→ DIRECTIONS FOR THIS TASK: Search term "mpsc": copy each line of the records that contains it.

================================

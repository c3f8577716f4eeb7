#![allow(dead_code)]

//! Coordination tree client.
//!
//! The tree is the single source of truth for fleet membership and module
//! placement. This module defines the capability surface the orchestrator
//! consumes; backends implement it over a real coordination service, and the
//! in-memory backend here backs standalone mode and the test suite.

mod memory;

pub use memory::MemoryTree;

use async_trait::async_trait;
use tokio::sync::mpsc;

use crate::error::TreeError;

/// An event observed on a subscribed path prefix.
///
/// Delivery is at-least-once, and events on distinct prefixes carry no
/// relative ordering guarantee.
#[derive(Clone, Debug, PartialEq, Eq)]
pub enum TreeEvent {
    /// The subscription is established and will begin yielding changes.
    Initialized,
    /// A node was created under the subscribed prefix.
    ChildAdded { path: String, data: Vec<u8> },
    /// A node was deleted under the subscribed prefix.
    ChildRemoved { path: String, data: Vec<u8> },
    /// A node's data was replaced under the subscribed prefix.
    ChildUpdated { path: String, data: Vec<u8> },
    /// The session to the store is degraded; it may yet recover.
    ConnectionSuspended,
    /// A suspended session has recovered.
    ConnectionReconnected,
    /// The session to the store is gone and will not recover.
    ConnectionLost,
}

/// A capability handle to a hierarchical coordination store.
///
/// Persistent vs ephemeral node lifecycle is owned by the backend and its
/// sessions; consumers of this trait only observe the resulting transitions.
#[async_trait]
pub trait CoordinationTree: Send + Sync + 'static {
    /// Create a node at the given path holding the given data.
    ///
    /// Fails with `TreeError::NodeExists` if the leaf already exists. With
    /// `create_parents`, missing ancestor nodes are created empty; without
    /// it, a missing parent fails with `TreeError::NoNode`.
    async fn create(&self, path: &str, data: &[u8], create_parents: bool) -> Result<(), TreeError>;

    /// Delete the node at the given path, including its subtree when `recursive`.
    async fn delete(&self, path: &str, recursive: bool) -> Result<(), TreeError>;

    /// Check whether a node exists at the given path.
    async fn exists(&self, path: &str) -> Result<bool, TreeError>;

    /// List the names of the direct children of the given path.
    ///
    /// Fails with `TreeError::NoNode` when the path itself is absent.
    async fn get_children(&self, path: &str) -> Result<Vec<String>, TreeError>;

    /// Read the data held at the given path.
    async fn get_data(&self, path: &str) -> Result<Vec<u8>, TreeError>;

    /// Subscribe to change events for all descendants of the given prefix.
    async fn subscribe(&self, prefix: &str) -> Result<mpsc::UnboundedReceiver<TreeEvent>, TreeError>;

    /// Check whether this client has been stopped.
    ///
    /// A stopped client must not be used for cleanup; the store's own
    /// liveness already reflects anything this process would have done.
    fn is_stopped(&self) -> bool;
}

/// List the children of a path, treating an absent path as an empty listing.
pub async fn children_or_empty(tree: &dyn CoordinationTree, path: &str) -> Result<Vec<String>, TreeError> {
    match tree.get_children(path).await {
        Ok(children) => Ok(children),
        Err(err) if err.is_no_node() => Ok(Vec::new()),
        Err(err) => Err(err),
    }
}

================================

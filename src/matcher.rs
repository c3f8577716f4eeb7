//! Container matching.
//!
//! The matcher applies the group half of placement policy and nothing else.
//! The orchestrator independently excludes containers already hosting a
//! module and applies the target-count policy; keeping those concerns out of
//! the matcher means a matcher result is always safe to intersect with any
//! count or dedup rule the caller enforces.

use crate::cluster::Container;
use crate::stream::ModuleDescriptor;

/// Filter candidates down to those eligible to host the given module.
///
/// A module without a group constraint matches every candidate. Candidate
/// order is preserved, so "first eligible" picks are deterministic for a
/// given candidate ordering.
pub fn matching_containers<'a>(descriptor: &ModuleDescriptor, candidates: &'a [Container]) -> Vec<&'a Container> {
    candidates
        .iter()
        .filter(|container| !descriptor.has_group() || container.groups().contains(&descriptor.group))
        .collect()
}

================================

→ WRITTEN SOLUTION:
use tokio::sync::mpsc;
    async fn subscribe(&self, prefix: &str) -> Result<mpsc::UnboundedReceiver<TreeEvent>, TreeError>;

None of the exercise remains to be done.